Use the entries below and reproduce exactly the lines from the one containing "pub enum Resolver" down to the one containing "fn default() ->", both of them included.
:: Information supplied ::
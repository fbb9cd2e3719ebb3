use std::any::Any;
use std::fmt::Debug;

use crate::context::SimContext;
use crate::error::SimResult;

/// One stage of the per-tick update.
///
/// A [`Simulation`](crate::Simulation) runs its systems one after another
/// in the order they were added, so a later system sees everything an
/// earlier one changed during the same tick. Cleanup relies on this to
/// find the characters combat has just killed.
pub trait System: Debug {
    /// Short name used in logs.
    fn name(&self) -> &str;

    /// Advance this system by one tick.
    fn tick(&mut self, ctx: &mut SimContext<'_>) -> SimResult<()>;

    /// Runs once, right before the first tick.
    fn init(&mut self, _ctx: &mut SimContext<'_>) -> SimResult<()> {
        Ok(())
    }

    /// Lets callers get the concrete system back out of the simulation.
    fn as_any(&self) -> &dyn Any;

    /// Mutable counterpart of [`System::as_any`].
    fn as_any_mut(&mut self) -> &mut dyn Any;
}
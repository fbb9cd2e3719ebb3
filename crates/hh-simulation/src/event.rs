use crossbeam_channel::{Receiver, Sender};
use hh_core::InstanceId;

/// What kind of simulation event occurred.
#[derive(Debug, Clone, PartialEq, Eq)]
pub enum SimEventKind {
    // Combat
    /// An attack landed.
    AttackHit {
        /// The character attacking.
        attacker: InstanceId,
        /// The character attacked.
        target: InstanceId,
        /// Name of the attack used.
        attack: String,
        /// Damage actually dealt after armour.
        damage: i32,
    },
    /// An attack was attempted and missed.
    AttackMissed {
        /// The character attacking.
        attacker: InstanceId,
        /// The character attacked.
        target: InstanceId,
        /// Name of the attack used.
        attack: String,
    },
    /// A character stopped fighting an opponent that is gone or dead.
    Disengaged {
        /// The character that stopped.
        character: InstanceId,
        /// The opponent it forgot.
        opponent: InstanceId,
    },

    // Lifecycle
    /// A character died and was removed from its location.
    Died {
        /// The dead character.
        character: InstanceId,
    },
    /// A dead character's inventory fell to the floor.
    Dropped {
        /// The dead character.
        character: InstanceId,
        /// What fell, in inventory order.
        objects: Vec<InstanceId>,
    },

    // World
    /// An object changed holder or location.
    Moved {
        /// The object that moved.
        object: InstanceId,
        /// ID of the location it left.
        from: String,
        /// ID of the location it arrived in.
        to: String,
    },
    /// A door was unlocked with a key.
    DoorUnlocked {
        /// ID of the door.
        door: String,
        /// The key used.
        key: InstanceId,
    },

    // Custom
    /// A user-defined event.
    Custom {
        /// A label identifying the custom event type.
        label: String,
        /// The objects involved in this custom event.
        objects: Vec<InstanceId>,
    },
}

impl SimEventKind {
    /// Check whether a given object is involved in this event.
    pub fn involves(&self, id: InstanceId) -> bool {
        match self {
            Self::AttackHit {
                attacker, target, ..
            }
            | Self::AttackMissed {
                attacker, target, ..
            } => *attacker == id || *target == id,
            Self::Disengaged {
                character,
                opponent,
            } => *character == id || *opponent == id,
            Self::Died { character } => *character == id,
            Self::Dropped { character, objects } => *character == id || objects.contains(&id),
            Self::Moved { object, .. } => *object == id,
            Self::DoorUnlocked { key, .. } => *key == id,
            Self::Custom { objects, .. } => objects.contains(&id),
        }
    }
}

/// A record of something that happened during simulation.
#[derive(Debug, Clone, PartialEq, Eq)]
pub struct SimEvent {
    /// The simulation tick when this event occurred.
    pub tick: u64,
    /// The specific kind of event that occurred.
    pub kind: SimEventKind,
    /// Narration line for the event.
    pub description: String,
}

impl SimEvent {
    /// Create a new simulation event with the given tick, kind, and description.
    pub fn new(tick: u64, kind: SimEventKind, description: impl Into<String>) -> Self {
        Self {
            tick,
            kind,
            description: description.into(),
        }
    }
}

/// Accumulates events during a simulation run and forwards each one to
/// every live subscriber.
#[derive(Debug, Default)]
pub struct EventLog {
    events: Vec<SimEvent>,
    max_events: usize,
    subscribers: Vec<Sender<SimEvent>>,
}

impl EventLog {
    /// Create a new event log with the given maximum capacity (0 = unlimited).
    pub fn new(max_events: usize) -> Self {
        Self {
            events: Vec::new(),
            max_events,
            subscribers: Vec::new(),
        }
    }

    /// Open a new subscription. The receiver sees every event pushed after
    /// this call. Dropping the receiver ends the subscription.
    pub fn subscribe(&mut self) -> Receiver<SimEvent> {
        let (sender, receiver) = crossbeam_channel::unbounded();
        self.subscribers.push(sender);
        receiver
    }

    /// Number of subscriptions still open as of the last push.
    pub fn subscriber_count(&self) -> usize {
        self.subscribers.len()
    }

    /// Append an event, dropping the oldest events if the log exceeds its capacity.
    pub fn push(&mut self, event: SimEvent) {
        self.subscribers
            .retain(|subscriber| subscriber.send(event.clone()).is_ok());

        self.events.push(event);
        if self.max_events > 0 && self.events.len() > self.max_events {
            let drain_count = self.events.len() - self.max_events;
            self.events.drain(..drain_count);
        }
    }

    /// Return a slice of all recorded events.
    pub fn events(&self) -> &[SimEvent] {
        &self.events
    }

    /// Return all events that occurred at the given tick.
    pub fn events_at_tick(&self, tick: u64) -> Vec<&SimEvent> {
        self.events.iter().filter(|e| e.tick == tick).collect()
    }

    /// Return all events involving the given object.
    pub fn events_for_object(&self, id: InstanceId) -> Vec<&SimEvent> {
        self.events.iter().filter(|e| e.kind.involves(id)).collect()
    }

    /// Return the number of recorded events.
    pub fn len(&self) -> usize {
        self.events.len()
    }

    /// Return `true` if no events have been recorded.
    pub fn is_empty(&self) -> bool {
        self.events.is_empty()
    }

    /// Remove all recorded events. Subscriptions stay open.
    pub fn clear(&mut self) {
        self.events.clear();
    }
}

#[cfg(test)]
mod tests {
    use super::*;

    fn died(tick: u64, character: InstanceId) -> SimEvent {
        SimEvent::new(tick, SimEventKind::Died { character }, "test")
    }

    #[test]
    fn event_log_push_and_query() {
        let mut log = EventLog::new(0);
        let id = InstanceId::new();
        log.push(died(1, id));
        assert_eq!(log.len(), 1);
        assert_eq!(log.events_at_tick(1).len(), 1);
        assert_eq!(log.events_for_object(id).len(), 1);
        assert!(log.events_for_object(InstanceId::new()).is_empty());
    }

    #[test]
    fn event_log_max_events_trims() {
        let mut log = EventLog::new(2);
        let id = InstanceId::new();
        for i in 0..5 {
            log.push(died(i, id));
        }
        assert_eq!(log.len(), 2);
        assert_eq!(log.events()[0].tick, 3);
        assert_eq!(log.events()[1].tick, 4);
    }

    #[test]
    fn event_kind_involves_object() {
        let a = InstanceId::new();
        let b = InstanceId::new();
        let c = InstanceId::new();

        let kind = SimEventKind::AttackHit {
            attacker: a,
            target: b,
            attack: "punch".into(),
            damage: 3,
        };
        assert!(kind.involves(a));
        assert!(kind.involves(b));
        assert!(!kind.involves(c));

        let kind = SimEventKind::Dropped {
            character: a,
            objects: vec![b],
        };
        assert!(kind.involves(b));
        assert!(!kind.involves(c));

        let kind = SimEventKind::Moved {
            object: c,
            from: "hall".into(),
            to: "vault".into(),
        };
        assert!(kind.involves(c));
        assert!(!kind.involves(a));
    }

    #[test]
    fn subscribers_receive_every_event() {
        let mut log = EventLog::new(1);
        let first = log.subscribe();
        let second = log.subscribe();
        let id = InstanceId::new();

        log.push(died(1, id));
        log.push(died(2, id));

        let ticks: Vec<u64> = first.try_iter().map(|e| e.tick).collect();
        assert_eq!(ticks, vec![1, 2]);
        assert_eq!(second.try_iter().count(), 2);
        // The log itself is bounded, the channel is not.
        assert_eq!(log.len(), 1);
    }

    #[test]
    fn dropped_subscribers_are_pruned() {
        let mut log = EventLog::new(0);
        let kept = log.subscribe();
        drop(log.subscribe());
        assert_eq!(log.subscriber_count(), 2);

        log.push(died(1, InstanceId::new()));
        assert_eq!(log.subscriber_count(), 1);
        assert_eq!(kept.try_iter().count(), 1);
    }

    #[test]
    fn event_log_clear() {
        let mut log = EventLog::new(0);
        log.push(died(1, InstanceId::new()));
        assert!(!log.is_empty());
        log.clear();
        assert!(log.is_empty());
    }
}
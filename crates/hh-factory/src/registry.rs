use std::collections::HashMap;

use hh_core::resolve::{
    ObjectResolver, resolve_armour, resolve_character, resolve_container, resolve_door,
    resolve_food, resolve_item, resolve_weapon,
};

/// What a type tag resolves to.
#[derive(Debug, Clone, Copy)]
pub enum Resolver {
    /// A live object, built by the given type resolver.
    Object(ObjectResolver),
    /// A location.
    Location {
        /// Marks the tag used for the starting location.
        start: bool,
    },
}

/// Maps declared `ObjectType` tags (case-insensitive) to resolvers.
#[derive(Debug, Clone)]
pub struct ResolverRegistry {
    entries: HashMap<String, Resolver>,
}

impl Default for ResolverRegistry {
    fn default() -> Self {
        let mut registry = Self::empty();
        registry.register("Object", Resolver::Object(resolve_item));
        registry.register("Item", Resolver::Object(resolve_item));
        registry.register("Container", Resolver::Object(resolve_container));
        registry.register("Door", Resolver::Object(resolve_door));
        registry.register("Armour", Resolver::Object(resolve_armour));
        registry.register("Armor", Resolver::Object(resolve_armour));
        registry.register("Weapon", Resolver::Object(resolve_weapon));
        registry.register("Food", Resolver::Object(resolve_food));
        registry.register("Character", Resolver::Object(resolve_character));
        registry.register("Location", Resolver::Location { start: false });
        registry.register("StartLocation", Resolver::Location { start: true });
        registry
    }
}

impl ResolverRegistry {
    /// A registry that knows no types at all.
    pub fn empty() -> Self {
        Self {
            entries: HashMap::new(),
        }
    }

    /// Register or replace the resolver for a type tag.
    pub fn register(&mut self, tag: &str, resolver: Resolver) {
        self.entries.insert(tag.to_lowercase(), resolver);
    }

    /// The resolver registered for `tag`.
    pub fn get(&self, tag: &str) -> Option<Resolver> {
        self.entries.get(&tag.to_lowercase()).copied()
    }

    /// True if `tag` names a location type.
    pub fn is_location(&self, tag: &str) -> bool {
        matches!(self.get(tag), Some(Resolver::Location { .. }))
    }
}
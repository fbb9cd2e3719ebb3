//! Tick-based world simulation for Hollowhold.
//!
//! A [`World`] holds every location built from the object factory. A
//! [`Simulation`] owns the world together with a clock, a seeded RNG, and an
//! event log, and runs its systems once per tick: combat first, then
//! cleanup of the dead.

/// Death cleanup: dropping inventories and removing bodies.
pub mod cleanup;
/// Simulation clock for tracking ticks and world time.
pub mod clock;
/// Combat: per-tick character updates.
pub mod combat;
/// Configuration types for simulation runs.
pub mod config;
/// Mutable context passed to systems each tick.
pub mod context;
/// Error types for the simulation crate.
pub mod error;
/// Simulation event types, the event log, and subscriptions.
pub mod event;
/// Top-level simulation orchestrator.
pub mod simulation;
/// The trait that all simulation systems implement.
pub mod system;
/// The location graph and the operations a command layer needs.
pub mod world;

/// Re-export of [`cleanup::CleanupSystem`].
pub use cleanup::CleanupSystem;
/// Re-export of [`clock::SimClock`].
pub use clock::SimClock;
/// Re-export of [`combat::CombatSystem`].
pub use combat::CombatSystem;
/// Re-export of [`config::SimConfig`].
pub use config::SimConfig;
/// Re-exports of [`context::Narration`] and [`context::SimContext`].
pub use context::{Narration, SimContext};
/// Re-exports of [`error::SimError`] and [`error::SimResult`].
pub use error::{SimError, SimResult};
/// Re-exports of [`event::EventLog`], [`event::SimEvent`], and [`event::SimEventKind`].
pub use event::{EventLog, SimEvent, SimEventKind};
/// Re-export of [`simulation::Simulation`].
pub use simulation::Simulation;
/// Re-export of [`system::System`].
pub use system::System;
/// Re-export of [`world::World`].
pub use world::World;
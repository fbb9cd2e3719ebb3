use std::path::PathBuf;

use hh_core::CoreError;

/// Alias for `Result<T, FactoryError>`.
pub type FactoryResult<T> = Result<T, FactoryError>;

/// One object that could not be built during validation.
#[derive(Debug)]
pub struct ValidationFailure {
    /// ID of the definition that failed.
    pub id: String,
    /// Why it could not be built.
    pub error: FactoryError,
}

/// Errors raised while loading definitions or creating objects.
#[derive(Debug, thiserror::Error)]
pub enum FactoryError {
    /// A file or directory could not be read.
    #[error("cannot read {}: {source}", .path.display())]
    Io {
        /// The path that failed.
        path: PathBuf,
        /// The underlying I/O error.
        source: std::io::Error,
    },

    /// A definition file is not valid JSON or misses required keys.
    #[error("malformed definition {}: {source}", .path.display())]
    Parse {
        /// The offending file.
        path: PathBuf,
        /// The underlying JSON error.
        source: serde_json::Error,
    },

    /// No definition with this ID was loaded.
    #[error("unknown object: \"{0}\"")]
    NotFound(String),

    /// The declared type has no registered resolver.
    #[error("\"{id}\" declares unknown object type \"{object_type}\"")]
    UnknownType {
        /// ID of the definition.
        id: String,
        /// The unrecognized type tag.
        object_type: String,
    },

    /// Two definitions share an ID.
    #[error("duplicate object id \"{id}\" (first defined in {})", .first.display())]
    DuplicateId {
        /// The shared ID.
        id: String,
        /// File of the definition loaded first.
        first: PathBuf,
    },

    /// The object exists but is not of the requested variant.
    #[error("\"{id}\" is not a {expected} (found {found})")]
    WrongVariant {
        /// ID of the definition.
        id: String,
        /// The class that was asked for.
        expected: String,
        /// The class the definition resolves to.
        found: String,
    },

    /// Resolution of the record failed.
    #[error(transparent)]
    Core(#[from] CoreError),

    /// Starting contents of a definition refer back to the definition itself.
    #[error("\"{id}\" contains itself (via {})", .chain.join(" -> "))]
    RecursiveContents {
        /// ID of the definition being created.
        id: String,
        /// IDs from the outermost holder down to the repeat.
        chain: Vec<String>,
    },

    /// Starting contents do not fit their holder.
    #[error("starting contents of \"{id}\" rejected: {reason}")]
    ContentsRejected {
        /// ID of the holder.
        id: String,
        /// The constraint that refused an item.
        reason: String,
    },

    /// One or more definitions failed to construct.
    #[error("{} definition(s) failed validation", .0.len())]
    Validation(Vec<ValidationFailure>),
}

impl FactoryError {
    /// True for lookups of unknown IDs, which callers usually treat as an
    /// ordinary "not here" outcome.
    pub fn is_not_found(&self) -> bool {
        matches!(self, Self::NotFound(_))
    }
}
:::
> **Completed exercise**
pub enum Resolver {
    /// A live object, built by the given type resolver.
    Object(ObjectResolver),
    /// A location.
    Location {
        /// Marks the tag used for the starting location.
        start: bool,
    },
}

/// Maps declared `ObjectType` tags (case-insensitive) to resolvers.
#[derive(Debug, Clone)]
pub struct ResolverRegistry {
    entries: HashMap<String, Resolver>,
}

impl Default for ResolverRegistry {
    fn default() -> Self {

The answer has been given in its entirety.